• **WORK TO BE COMPLETED**
Give the lines below again exactly, starting with the line that holds "use crate::value::Value;" and going on through the line that holds "pub enum Phase".

Dataset entries:
--- START ---

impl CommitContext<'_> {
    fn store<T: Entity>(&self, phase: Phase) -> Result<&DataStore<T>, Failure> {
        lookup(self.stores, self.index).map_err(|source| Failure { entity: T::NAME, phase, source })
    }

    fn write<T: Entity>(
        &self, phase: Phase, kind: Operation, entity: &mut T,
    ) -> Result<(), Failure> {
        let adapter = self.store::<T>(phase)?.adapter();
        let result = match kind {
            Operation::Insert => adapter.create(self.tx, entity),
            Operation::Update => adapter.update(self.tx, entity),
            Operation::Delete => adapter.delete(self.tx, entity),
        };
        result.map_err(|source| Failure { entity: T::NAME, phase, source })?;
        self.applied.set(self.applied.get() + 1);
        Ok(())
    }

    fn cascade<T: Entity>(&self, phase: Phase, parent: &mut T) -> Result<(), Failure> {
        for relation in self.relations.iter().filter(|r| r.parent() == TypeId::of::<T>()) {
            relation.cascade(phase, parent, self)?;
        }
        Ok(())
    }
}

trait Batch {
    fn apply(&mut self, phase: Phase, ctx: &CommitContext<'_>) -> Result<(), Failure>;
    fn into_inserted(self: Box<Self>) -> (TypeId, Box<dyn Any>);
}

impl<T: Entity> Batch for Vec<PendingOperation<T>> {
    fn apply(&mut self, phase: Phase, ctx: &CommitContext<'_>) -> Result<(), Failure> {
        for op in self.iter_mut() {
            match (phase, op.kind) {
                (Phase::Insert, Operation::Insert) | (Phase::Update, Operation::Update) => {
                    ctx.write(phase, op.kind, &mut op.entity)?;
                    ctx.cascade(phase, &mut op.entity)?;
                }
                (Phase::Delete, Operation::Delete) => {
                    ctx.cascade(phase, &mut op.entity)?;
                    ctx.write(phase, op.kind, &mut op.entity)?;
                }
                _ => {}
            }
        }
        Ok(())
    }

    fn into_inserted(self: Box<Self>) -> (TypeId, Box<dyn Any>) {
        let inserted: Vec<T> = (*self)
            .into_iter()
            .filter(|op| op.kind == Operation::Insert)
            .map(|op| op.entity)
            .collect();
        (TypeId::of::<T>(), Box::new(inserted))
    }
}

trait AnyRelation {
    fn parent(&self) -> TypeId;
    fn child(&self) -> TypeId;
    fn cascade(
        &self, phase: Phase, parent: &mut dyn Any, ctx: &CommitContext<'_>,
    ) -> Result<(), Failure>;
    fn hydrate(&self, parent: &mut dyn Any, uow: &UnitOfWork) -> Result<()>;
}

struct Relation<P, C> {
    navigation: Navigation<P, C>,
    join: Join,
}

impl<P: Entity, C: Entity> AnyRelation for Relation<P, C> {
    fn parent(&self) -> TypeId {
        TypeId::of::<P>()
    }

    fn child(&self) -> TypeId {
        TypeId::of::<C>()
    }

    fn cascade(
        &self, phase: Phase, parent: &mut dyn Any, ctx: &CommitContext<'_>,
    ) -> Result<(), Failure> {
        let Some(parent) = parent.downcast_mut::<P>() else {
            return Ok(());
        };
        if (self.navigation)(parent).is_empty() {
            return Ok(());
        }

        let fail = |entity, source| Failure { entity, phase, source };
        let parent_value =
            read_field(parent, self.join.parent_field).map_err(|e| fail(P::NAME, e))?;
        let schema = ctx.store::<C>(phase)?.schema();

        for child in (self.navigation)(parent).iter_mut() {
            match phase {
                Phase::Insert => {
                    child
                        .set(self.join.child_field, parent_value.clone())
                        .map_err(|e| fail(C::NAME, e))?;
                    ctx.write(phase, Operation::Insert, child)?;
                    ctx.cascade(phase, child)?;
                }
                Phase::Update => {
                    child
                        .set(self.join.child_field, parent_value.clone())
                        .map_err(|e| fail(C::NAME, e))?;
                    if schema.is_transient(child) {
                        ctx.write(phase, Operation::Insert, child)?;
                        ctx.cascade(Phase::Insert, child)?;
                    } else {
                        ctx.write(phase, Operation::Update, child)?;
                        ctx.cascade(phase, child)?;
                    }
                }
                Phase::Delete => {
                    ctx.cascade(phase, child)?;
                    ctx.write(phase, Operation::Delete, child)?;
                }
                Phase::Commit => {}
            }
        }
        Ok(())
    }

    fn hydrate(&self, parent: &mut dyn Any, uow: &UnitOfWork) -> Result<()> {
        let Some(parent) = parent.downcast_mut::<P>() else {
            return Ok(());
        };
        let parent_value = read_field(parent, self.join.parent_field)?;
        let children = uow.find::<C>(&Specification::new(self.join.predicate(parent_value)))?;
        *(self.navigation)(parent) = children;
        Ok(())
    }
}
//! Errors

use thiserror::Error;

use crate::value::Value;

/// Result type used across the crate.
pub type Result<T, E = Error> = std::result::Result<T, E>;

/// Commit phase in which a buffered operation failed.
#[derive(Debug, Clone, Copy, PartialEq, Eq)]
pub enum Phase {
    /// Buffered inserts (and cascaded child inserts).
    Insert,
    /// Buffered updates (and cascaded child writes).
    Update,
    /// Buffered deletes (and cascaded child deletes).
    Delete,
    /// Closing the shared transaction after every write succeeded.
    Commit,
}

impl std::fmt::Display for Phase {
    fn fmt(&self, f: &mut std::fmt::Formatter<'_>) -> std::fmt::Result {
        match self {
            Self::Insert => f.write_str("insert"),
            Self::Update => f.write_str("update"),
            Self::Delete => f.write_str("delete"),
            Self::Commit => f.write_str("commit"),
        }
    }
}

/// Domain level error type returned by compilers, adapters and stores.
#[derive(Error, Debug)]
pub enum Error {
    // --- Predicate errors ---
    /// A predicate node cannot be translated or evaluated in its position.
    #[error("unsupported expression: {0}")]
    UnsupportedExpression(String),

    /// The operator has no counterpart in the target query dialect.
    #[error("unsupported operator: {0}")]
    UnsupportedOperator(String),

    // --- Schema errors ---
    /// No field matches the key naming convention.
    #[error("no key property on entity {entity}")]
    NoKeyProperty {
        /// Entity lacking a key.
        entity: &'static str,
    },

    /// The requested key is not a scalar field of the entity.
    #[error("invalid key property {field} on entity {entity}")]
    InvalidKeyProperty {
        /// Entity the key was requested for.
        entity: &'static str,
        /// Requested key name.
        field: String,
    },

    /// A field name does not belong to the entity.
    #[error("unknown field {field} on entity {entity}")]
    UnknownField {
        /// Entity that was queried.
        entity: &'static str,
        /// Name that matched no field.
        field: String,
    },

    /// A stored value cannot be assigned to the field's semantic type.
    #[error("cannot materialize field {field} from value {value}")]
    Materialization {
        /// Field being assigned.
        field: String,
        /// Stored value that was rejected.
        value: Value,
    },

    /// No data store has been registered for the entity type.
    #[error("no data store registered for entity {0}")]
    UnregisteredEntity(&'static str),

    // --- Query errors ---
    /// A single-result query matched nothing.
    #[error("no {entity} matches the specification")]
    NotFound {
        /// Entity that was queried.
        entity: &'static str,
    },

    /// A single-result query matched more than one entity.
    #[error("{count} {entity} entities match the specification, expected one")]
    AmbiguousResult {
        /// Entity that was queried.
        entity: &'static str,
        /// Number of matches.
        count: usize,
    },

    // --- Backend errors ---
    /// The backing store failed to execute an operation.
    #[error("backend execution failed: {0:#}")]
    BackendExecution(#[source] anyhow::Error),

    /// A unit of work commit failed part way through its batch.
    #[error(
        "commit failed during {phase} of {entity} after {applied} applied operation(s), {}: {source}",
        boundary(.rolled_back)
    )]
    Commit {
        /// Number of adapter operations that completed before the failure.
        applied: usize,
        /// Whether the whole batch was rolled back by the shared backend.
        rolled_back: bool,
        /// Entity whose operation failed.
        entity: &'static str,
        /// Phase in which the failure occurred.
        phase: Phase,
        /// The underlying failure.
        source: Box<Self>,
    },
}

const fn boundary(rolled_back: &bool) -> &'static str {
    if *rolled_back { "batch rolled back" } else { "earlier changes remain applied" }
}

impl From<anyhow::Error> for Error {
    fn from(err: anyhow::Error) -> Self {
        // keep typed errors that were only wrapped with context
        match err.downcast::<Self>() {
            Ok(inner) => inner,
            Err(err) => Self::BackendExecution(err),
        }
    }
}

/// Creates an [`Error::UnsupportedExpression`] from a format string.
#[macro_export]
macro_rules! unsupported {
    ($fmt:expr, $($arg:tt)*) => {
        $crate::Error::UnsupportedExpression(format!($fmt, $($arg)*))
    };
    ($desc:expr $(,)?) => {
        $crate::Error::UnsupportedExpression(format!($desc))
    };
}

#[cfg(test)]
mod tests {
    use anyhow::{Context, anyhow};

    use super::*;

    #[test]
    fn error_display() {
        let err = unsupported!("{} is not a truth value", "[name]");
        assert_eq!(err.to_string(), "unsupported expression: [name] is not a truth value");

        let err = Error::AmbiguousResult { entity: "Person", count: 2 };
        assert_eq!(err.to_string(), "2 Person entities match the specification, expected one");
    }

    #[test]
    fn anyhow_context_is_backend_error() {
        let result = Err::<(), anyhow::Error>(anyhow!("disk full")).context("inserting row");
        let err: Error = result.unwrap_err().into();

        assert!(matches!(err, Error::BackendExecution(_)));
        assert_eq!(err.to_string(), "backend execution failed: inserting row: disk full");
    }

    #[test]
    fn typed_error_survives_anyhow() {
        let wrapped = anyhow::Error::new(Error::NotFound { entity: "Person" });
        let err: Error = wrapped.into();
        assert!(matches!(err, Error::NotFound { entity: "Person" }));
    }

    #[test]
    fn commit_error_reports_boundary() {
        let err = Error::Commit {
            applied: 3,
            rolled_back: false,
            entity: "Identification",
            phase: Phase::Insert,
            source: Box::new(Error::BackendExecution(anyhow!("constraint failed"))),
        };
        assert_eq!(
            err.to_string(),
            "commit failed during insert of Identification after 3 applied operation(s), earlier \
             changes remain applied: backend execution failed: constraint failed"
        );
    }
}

--- END ---
--- START ---

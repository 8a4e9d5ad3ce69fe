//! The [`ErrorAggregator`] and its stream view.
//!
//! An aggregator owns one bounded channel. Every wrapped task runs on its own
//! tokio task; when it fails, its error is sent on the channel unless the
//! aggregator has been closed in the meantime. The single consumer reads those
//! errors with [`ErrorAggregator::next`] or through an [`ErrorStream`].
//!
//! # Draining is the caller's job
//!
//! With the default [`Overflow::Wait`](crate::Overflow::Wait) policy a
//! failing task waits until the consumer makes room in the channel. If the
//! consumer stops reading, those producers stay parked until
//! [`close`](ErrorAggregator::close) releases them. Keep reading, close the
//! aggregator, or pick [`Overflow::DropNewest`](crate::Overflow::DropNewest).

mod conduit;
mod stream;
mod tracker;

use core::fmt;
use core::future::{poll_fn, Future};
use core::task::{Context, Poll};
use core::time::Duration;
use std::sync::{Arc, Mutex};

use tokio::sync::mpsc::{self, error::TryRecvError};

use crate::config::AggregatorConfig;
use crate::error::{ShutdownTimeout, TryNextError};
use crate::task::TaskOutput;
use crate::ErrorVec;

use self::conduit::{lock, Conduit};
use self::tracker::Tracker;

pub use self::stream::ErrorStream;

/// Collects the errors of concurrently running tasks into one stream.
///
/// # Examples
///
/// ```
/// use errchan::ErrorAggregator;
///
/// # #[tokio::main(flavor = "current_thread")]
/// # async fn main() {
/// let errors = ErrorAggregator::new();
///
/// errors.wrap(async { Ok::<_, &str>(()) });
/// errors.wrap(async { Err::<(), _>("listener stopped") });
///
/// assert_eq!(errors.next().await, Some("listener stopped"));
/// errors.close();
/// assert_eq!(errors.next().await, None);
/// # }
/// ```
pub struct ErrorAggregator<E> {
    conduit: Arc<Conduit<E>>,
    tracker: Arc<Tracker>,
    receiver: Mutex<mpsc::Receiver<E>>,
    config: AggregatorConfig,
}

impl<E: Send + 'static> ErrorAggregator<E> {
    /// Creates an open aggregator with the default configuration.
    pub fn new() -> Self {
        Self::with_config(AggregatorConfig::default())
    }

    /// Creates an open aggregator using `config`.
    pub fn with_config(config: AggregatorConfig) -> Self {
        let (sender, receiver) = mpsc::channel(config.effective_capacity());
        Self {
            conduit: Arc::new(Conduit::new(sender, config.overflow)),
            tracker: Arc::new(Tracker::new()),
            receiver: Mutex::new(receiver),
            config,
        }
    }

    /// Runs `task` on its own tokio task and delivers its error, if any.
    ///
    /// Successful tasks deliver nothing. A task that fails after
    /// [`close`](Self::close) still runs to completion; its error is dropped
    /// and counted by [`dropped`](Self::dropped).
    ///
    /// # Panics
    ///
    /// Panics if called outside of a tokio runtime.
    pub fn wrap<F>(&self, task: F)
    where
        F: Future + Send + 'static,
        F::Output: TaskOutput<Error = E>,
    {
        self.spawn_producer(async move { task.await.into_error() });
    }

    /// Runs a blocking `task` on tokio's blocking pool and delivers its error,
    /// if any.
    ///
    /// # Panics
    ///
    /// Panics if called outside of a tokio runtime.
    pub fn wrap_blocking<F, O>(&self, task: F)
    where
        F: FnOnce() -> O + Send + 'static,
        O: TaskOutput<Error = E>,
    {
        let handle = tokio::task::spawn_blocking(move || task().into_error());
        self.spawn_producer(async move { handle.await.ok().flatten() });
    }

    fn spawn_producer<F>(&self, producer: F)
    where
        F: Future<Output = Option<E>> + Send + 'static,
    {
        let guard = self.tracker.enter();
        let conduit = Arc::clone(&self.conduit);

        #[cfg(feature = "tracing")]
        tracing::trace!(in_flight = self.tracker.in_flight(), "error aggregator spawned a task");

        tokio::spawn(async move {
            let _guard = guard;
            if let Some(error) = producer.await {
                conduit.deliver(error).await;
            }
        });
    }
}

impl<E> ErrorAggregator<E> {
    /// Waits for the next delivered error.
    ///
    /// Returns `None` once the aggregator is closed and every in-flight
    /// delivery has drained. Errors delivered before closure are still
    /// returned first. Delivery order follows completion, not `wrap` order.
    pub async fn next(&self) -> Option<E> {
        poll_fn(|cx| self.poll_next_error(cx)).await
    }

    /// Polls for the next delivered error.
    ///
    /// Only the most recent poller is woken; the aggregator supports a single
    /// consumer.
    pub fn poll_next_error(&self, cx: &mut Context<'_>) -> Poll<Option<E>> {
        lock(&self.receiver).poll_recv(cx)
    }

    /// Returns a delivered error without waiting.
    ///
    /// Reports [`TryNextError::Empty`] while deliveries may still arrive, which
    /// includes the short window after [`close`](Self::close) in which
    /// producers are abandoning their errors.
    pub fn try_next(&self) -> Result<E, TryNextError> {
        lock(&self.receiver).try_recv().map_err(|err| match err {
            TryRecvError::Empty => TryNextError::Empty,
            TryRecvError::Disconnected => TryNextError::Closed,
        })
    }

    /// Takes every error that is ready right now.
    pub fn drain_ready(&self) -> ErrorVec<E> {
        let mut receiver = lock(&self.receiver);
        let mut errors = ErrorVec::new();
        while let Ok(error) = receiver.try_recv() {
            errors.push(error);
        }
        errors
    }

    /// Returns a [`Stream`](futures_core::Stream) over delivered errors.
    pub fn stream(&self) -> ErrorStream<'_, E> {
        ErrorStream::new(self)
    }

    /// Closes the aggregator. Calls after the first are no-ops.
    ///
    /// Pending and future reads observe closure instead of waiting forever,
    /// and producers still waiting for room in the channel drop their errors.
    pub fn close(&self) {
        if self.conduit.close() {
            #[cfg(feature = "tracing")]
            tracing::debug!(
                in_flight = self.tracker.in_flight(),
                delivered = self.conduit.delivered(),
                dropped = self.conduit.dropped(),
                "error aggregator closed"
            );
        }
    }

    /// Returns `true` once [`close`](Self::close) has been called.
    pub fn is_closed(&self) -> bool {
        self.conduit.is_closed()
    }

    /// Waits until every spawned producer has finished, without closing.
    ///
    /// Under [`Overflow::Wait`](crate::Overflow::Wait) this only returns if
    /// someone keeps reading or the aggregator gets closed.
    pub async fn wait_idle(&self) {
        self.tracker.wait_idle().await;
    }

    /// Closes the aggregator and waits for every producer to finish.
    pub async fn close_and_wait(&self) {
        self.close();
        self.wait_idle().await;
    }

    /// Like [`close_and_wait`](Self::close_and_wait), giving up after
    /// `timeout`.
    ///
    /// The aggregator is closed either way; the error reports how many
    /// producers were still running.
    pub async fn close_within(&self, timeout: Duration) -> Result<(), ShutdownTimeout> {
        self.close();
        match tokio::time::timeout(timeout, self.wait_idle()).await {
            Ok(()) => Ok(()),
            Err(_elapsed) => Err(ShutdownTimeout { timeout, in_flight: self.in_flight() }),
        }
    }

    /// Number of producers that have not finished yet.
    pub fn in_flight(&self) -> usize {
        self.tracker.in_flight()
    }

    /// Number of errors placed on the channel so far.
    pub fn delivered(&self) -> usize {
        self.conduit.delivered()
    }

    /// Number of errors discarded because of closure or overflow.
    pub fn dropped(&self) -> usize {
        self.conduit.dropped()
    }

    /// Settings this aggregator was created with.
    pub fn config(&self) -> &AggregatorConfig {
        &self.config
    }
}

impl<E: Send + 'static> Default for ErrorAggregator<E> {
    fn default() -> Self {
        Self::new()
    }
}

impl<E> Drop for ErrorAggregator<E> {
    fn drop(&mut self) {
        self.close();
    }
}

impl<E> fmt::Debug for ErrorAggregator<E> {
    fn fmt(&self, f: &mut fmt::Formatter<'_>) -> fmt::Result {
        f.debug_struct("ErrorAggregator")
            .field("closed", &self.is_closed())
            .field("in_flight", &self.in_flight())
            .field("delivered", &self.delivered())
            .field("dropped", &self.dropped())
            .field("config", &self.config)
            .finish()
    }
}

--- END ---
--- START ---

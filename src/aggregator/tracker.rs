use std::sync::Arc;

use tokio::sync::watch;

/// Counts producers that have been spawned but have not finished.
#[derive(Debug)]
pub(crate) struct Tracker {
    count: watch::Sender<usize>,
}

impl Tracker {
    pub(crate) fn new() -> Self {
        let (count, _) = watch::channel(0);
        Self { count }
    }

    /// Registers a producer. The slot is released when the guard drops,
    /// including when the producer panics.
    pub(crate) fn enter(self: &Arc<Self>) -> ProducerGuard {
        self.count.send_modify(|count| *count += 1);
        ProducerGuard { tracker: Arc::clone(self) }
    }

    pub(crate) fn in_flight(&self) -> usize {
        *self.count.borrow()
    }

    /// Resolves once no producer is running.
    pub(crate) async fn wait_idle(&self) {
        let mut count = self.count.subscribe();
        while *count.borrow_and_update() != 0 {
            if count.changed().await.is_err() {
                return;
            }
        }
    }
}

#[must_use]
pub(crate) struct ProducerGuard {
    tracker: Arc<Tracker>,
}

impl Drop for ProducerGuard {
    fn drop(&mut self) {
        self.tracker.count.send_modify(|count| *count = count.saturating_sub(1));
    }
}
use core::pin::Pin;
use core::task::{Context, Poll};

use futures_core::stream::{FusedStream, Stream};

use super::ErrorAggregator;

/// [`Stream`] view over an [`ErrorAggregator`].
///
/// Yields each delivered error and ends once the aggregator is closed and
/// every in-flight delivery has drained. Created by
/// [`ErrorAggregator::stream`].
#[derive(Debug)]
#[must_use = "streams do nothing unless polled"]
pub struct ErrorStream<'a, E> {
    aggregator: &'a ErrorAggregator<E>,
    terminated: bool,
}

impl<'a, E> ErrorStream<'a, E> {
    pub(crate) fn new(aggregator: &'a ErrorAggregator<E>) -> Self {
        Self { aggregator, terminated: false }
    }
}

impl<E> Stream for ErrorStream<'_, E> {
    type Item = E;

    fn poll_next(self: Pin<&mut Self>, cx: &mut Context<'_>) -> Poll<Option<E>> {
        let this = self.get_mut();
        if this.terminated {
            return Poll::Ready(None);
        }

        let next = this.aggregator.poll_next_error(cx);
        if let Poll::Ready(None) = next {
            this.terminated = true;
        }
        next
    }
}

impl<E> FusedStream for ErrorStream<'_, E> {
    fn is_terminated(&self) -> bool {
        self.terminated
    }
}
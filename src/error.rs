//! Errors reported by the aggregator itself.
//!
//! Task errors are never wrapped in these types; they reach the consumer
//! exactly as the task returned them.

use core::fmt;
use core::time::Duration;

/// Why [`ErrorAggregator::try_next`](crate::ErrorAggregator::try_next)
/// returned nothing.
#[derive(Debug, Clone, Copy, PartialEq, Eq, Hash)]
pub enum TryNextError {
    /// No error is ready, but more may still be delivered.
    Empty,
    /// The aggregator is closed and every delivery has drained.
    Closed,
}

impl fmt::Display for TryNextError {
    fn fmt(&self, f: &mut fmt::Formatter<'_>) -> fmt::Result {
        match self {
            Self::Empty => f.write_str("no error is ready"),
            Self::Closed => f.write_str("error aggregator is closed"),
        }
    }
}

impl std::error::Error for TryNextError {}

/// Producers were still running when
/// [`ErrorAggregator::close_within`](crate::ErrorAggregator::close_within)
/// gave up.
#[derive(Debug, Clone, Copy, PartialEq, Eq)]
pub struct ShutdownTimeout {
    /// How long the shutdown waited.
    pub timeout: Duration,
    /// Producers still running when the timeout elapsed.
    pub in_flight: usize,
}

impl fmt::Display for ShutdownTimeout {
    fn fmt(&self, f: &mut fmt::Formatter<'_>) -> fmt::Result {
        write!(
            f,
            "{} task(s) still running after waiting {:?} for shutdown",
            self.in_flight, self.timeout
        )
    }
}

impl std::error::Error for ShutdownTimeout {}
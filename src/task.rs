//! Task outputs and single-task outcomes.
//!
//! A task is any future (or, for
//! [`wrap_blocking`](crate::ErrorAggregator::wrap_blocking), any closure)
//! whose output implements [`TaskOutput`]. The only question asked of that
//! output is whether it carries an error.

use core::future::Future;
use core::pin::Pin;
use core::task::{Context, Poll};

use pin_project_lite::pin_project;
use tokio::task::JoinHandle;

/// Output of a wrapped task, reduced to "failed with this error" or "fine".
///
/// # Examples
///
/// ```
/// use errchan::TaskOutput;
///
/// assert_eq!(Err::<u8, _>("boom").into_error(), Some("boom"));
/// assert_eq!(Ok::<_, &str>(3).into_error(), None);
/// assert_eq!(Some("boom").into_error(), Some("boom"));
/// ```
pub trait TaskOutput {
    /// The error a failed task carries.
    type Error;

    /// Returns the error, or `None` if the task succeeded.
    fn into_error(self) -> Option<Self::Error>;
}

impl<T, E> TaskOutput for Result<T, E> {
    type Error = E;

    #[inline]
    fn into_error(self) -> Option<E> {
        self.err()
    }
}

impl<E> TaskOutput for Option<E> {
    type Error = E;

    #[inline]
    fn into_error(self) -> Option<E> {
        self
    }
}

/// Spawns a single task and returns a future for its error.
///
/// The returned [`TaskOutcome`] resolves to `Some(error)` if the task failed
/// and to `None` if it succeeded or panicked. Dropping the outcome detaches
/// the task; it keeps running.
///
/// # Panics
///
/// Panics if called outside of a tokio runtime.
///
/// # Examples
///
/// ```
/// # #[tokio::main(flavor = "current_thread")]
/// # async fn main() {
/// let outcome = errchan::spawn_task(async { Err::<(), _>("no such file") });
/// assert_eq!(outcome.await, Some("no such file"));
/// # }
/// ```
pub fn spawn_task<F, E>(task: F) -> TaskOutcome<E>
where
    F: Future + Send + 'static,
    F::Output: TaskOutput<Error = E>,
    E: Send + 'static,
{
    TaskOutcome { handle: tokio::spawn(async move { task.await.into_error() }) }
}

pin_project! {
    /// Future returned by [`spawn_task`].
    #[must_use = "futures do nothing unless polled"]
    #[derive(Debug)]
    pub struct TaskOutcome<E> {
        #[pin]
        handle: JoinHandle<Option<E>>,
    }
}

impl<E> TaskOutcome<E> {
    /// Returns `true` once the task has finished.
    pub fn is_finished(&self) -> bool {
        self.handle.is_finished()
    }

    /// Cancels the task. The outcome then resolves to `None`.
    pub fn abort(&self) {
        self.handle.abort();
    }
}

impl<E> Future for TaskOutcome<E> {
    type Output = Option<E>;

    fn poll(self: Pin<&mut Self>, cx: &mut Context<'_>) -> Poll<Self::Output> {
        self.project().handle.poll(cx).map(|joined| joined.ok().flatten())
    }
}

--- END ---

• **RESPONSE**
use crate::value::Value;

/// Result type used across the crate.
pub type Result<T, E = Error> = std::result::Result<T, E>;

/// Commit phase in which a buffered operation failed.
#[derive(Debug, Clone, Copy, PartialEq, Eq)]
pub enum Phase {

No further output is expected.